A 3-5 minute presentation done in class. Pick one of the elective readings for the course. Concisely summarize the paper's main argument/contribution (and for whom), its basis of evidence. Briefly relate the paper to the course material. Pitch to your peers why they may want to read it, and a short sentence of your own reaction to it.

For a first-order template: I'll be telling you about {paper title}, which is a {journal article, blog post, YouTube video, etc} aimed at {audience}. It's main argument is that {a phrase or two}, based on {an ethnography, a literature review, semi-structured interviews, etc}. This builds on what we were learning about in class because {reasons}. I recommend reading it if {reasons}. Personally I thought it was {1-2 sentence personal reaction}.

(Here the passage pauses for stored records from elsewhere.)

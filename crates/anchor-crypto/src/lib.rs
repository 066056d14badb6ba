//! Cryptographic primitives for the lot anchoring service.
//!
//! - [`fingerprint`]: the one shared definition of how a record version is
//!   turned into a SHA-256 fingerprint. The anchor worker and the verifier
//!   both call it; there is no second implementation.
//! - [`signer`]: Ed25519 keys identifying the ledger submitter.
//!
//! All crypto operations wrap established libraries; no custom cryptography.

pub mod fingerprint;
pub mod signer;

pub use fingerprint::{canonical_string, fingerprint, fingerprint_fields, FINGERPRINT_TEMPLATE};
pub use signer::{Signature, SignatureError, SigningKey, VerifyingKey};
use axum::http::StatusCode;
use axum::response::{IntoResponse, Response};
use axum::Json;
use serde_json::json;
use thiserror::Error;
use tracing::error;

use anchor_service::{UpdateError, VerifyError};
use anchor_store::StoreError;
use anchor_types::{RecordId, TypeError};

/// Failures of an HTTP request. Each maps to a status code and a generic
/// `{"detail": ...}` body; internal error text is logged, never returned.
#[derive(Debug, Error)]
pub enum ServerError {
    #[error("invalid identifier: {0}")]
    InvalidIdentifier(String),

    /// Update content that cannot be fingerprinted as given.
    #[error("invalid field: {0}")]
    InvalidField(TypeError),

    #[error("record not found: {0}")]
    NotFound(RecordId),

    /// The record was stored, but its anchor request was not enqueued.
    #[error("anchoring pending for {0}")]
    AnchoringPending(RecordId),

    #[error("store error: {0}")]
    Store(#[from] StoreError),

    #[error("verification error: {0}")]
    Verify(#[from] VerifyError),

    #[error("I/O error: {0}")]
    Io(#[from] std::io::Error),

    #[error("internal error: {0}")]
    Internal(String),
}

pub type ServerResult<T> = Result<T, ServerError>;

impl From<UpdateError> for ServerError {
    fn from(e: UpdateError) -> Self {
        match e {
            UpdateError::InvalidFields(e) => Self::InvalidField(e),
            UpdateError::Store(e) => Self::Store(e),
        }
    }
}

impl IntoResponse for ServerError {
    fn into_response(self) -> Response {
        let (status, body) = match &self {
            Self::InvalidIdentifier(_) => (
                StatusCode::BAD_REQUEST,
                json!({ "detail": "Invalid identifier format" }),
            ),
            Self::InvalidField(e) => (
                StatusCode::BAD_REQUEST,
                json!({ "detail": format!("Invalid field value: {e}") }),
            ),
            Self::NotFound(_) => (
                StatusCode::NOT_FOUND,
                json!({ "detail": "Document not found" }),
            ),
            Self::AnchoringPending(id) => (
                StatusCode::SERVICE_UNAVAILABLE,
                json!({ "detail": "anchoring pending", "_id": id }),
            ),
            Self::Verify(VerifyError::Ledger(_)) => (
                StatusCode::SERVICE_UNAVAILABLE,
                json!({ "detail": "verification unavailable" }),
            ),
            Self::Store(_) | Self::Verify(VerifyError::Store(_)) | Self::Io(_) | Self::Internal(_) => {
                (
                    StatusCode::INTERNAL_SERVER_ERROR,
                    json!({ "detail": "internal error" }),
                )
            }
        };
        if status.is_server_error() {
            error!(error = %self, %status, "request failed");
        }
        (status, Json(body)).into_response()
    }
}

To hand in: send a DM on MS Teams to Elizabeth with your slides before 3pm the day you're presenting

Marking scheme (15 points)



Term Project: Policy Brief

Write and release a 1-2 page (<=1500 word) policy brief on a topic related to the course, which uses a critical/postmodern theory as a lens.

The term project will be broken into three deliverables: a proposal, a milestone, and the final "portfolio". A peer feedback stage will be organized before each handin, so you can receive feedback and revise before handing in.

You may work in groups.

I strongly recommend reading these two resources on how to prepare a policy brief:


Project Proposal

2 pages, point form responses to these six questions: Identify:

  1. The topic you'd like to examine. Why are you interested in it and why is it relevant to the course?
  2. The purpose of the policy brief. What is the transformation you want your audience to carry out? Why?
  3. The audience you would like to address about it. What would their knowledge of the topic be, and what would they need to enact that transformation?
  4. Which "lens" will you be using to analyse the situation (e.g. closure theory, DisCrit, queer theory) - must be critical or postmodern
  5. The two readings from the course syllabus that are likely to to be most relevant to your brief (elective readings may be used)
  6. Three other sources (from the syllabus or elsewhere) that are most likely to be useful for your brief

Create your proposal using an online platform that allows for other people to make comments on it, and keeps track of your revisions (e.g. Google Docs, Office 365 / Sharepoint, Overleaf).

You will be submitting the *url* to your peers for feedback on Feb 17. Then submit the same url to the teaching staff by Feb 24, using the Assignments tab on MS Teams.


Marking rubric (25 points total):


Milestone Deliverable

A complete draft of the policy brief, with a one-page cover page.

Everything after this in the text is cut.